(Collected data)
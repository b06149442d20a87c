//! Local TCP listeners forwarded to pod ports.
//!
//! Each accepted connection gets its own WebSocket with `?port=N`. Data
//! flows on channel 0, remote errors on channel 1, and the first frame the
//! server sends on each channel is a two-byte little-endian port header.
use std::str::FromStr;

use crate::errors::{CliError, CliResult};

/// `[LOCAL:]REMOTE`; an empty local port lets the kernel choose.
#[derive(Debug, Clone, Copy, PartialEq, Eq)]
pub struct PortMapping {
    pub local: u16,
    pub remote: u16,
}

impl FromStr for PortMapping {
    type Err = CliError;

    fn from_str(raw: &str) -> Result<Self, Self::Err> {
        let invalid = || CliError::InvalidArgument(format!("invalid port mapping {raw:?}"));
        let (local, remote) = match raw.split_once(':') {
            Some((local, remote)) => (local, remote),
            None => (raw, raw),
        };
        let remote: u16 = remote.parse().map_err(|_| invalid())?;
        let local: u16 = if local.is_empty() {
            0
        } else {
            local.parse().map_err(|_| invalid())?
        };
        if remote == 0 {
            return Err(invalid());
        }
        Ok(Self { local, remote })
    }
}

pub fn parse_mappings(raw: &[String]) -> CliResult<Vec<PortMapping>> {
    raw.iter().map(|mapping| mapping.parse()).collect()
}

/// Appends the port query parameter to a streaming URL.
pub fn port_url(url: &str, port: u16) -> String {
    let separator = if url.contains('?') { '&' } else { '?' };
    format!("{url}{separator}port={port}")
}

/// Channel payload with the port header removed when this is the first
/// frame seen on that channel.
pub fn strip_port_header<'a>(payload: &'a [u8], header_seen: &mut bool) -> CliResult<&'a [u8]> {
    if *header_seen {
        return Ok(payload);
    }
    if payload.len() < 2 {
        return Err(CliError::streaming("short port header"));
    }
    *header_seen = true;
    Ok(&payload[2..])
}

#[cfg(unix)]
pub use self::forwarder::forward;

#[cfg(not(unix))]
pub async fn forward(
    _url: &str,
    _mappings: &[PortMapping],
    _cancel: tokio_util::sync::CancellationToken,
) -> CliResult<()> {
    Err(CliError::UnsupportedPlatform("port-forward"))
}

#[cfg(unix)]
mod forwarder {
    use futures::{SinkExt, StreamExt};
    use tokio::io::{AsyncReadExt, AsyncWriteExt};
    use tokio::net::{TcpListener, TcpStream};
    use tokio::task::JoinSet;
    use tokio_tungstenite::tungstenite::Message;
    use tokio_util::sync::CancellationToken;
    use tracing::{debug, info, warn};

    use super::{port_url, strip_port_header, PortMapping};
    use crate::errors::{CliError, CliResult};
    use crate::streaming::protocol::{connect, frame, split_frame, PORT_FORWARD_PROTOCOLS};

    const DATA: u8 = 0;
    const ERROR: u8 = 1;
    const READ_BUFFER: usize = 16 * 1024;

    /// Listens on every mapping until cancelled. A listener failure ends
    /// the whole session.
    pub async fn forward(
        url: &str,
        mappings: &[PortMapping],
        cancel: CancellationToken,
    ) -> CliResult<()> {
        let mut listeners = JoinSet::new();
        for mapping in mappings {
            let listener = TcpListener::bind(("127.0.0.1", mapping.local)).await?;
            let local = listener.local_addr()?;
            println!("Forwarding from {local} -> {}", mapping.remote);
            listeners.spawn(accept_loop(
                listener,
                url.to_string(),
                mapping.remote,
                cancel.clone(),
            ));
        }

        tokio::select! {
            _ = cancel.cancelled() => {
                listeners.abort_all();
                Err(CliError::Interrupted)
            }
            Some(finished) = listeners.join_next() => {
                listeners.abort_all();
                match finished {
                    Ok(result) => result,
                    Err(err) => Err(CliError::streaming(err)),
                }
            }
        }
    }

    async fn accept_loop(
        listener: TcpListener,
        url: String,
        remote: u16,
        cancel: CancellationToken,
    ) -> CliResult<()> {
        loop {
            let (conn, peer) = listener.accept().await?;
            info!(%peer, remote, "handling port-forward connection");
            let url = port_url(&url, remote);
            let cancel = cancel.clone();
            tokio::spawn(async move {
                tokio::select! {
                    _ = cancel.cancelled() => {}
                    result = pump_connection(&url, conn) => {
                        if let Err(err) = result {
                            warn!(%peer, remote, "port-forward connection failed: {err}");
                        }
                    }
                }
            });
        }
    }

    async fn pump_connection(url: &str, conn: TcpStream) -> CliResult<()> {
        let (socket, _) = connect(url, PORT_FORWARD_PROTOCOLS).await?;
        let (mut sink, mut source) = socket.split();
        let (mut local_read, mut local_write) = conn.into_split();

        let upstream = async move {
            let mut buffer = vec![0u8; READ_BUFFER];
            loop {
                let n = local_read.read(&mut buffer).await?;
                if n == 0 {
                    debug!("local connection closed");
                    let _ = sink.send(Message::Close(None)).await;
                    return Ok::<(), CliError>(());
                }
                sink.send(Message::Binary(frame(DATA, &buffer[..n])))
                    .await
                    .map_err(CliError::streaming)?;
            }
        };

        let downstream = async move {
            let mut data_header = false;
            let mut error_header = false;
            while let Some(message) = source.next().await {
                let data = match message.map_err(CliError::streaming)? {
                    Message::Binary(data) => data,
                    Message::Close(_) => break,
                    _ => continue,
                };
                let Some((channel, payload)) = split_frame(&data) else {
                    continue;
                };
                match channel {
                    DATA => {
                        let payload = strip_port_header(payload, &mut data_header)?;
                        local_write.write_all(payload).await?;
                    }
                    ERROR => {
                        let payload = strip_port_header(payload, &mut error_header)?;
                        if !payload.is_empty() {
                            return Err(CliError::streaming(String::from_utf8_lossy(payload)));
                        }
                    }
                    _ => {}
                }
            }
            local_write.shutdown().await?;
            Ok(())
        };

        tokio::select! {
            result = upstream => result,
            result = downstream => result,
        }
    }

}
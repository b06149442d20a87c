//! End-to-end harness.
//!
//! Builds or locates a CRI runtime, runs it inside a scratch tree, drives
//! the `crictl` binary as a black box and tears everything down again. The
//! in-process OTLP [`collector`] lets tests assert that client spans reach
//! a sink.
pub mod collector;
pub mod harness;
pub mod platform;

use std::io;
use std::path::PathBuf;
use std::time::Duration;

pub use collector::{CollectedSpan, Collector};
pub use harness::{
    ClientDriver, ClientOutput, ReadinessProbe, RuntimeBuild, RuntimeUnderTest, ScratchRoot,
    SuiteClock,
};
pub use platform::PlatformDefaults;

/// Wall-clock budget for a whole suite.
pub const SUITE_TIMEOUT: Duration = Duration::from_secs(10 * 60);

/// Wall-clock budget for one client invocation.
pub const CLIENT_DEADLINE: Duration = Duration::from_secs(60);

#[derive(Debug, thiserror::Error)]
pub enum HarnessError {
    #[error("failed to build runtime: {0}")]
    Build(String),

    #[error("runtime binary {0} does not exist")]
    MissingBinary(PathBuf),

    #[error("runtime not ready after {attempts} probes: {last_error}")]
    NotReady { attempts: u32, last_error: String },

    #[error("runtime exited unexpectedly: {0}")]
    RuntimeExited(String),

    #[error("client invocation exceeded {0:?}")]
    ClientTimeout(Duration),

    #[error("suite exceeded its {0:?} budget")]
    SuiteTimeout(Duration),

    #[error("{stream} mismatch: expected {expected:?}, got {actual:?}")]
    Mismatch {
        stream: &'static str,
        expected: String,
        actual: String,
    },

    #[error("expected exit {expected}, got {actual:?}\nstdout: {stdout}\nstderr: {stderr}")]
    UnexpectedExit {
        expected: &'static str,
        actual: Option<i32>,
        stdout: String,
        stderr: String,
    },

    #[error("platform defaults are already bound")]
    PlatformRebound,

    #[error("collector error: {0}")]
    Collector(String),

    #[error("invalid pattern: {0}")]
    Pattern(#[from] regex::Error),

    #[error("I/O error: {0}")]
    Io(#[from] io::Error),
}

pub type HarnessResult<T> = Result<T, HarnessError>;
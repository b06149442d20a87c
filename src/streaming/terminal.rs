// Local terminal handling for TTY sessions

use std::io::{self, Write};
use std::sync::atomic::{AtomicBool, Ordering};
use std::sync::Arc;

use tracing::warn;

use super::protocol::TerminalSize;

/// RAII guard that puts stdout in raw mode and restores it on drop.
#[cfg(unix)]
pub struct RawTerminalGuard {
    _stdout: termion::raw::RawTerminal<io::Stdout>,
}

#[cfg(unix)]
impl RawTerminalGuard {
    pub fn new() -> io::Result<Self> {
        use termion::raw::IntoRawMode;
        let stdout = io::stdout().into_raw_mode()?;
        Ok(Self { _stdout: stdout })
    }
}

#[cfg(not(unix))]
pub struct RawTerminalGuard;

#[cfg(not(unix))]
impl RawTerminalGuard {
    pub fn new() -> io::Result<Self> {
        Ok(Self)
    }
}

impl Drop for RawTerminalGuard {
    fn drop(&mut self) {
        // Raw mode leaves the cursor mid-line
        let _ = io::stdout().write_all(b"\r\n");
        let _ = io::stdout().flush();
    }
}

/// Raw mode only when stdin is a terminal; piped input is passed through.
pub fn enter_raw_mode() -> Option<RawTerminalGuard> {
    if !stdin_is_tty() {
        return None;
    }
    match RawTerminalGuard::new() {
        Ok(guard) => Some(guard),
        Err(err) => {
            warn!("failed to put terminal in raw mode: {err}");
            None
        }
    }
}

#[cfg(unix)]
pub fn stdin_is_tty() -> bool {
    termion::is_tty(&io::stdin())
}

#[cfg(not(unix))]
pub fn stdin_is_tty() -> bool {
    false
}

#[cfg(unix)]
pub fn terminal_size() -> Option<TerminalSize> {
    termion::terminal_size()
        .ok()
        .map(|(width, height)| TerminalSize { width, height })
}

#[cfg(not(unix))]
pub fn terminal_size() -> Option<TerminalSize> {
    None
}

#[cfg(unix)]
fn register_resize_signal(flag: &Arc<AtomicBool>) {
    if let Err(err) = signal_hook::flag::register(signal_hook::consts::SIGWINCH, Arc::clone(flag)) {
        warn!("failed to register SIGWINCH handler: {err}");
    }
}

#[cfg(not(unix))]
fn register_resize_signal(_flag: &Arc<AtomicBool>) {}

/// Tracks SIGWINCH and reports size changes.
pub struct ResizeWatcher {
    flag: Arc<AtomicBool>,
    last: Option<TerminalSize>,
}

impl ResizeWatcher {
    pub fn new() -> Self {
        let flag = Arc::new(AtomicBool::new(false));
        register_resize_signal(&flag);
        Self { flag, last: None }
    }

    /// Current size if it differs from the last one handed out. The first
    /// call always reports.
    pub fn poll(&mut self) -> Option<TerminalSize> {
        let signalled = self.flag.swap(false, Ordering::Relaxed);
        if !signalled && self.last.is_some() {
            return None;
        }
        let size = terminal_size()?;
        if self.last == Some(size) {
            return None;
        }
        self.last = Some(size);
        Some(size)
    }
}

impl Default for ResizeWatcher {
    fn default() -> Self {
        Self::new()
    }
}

◆ **YOUR TASK**: Only the number of lines in the data that hold "invalid" should be stated.

◆ **OUTPUT OF THE TASK**: 5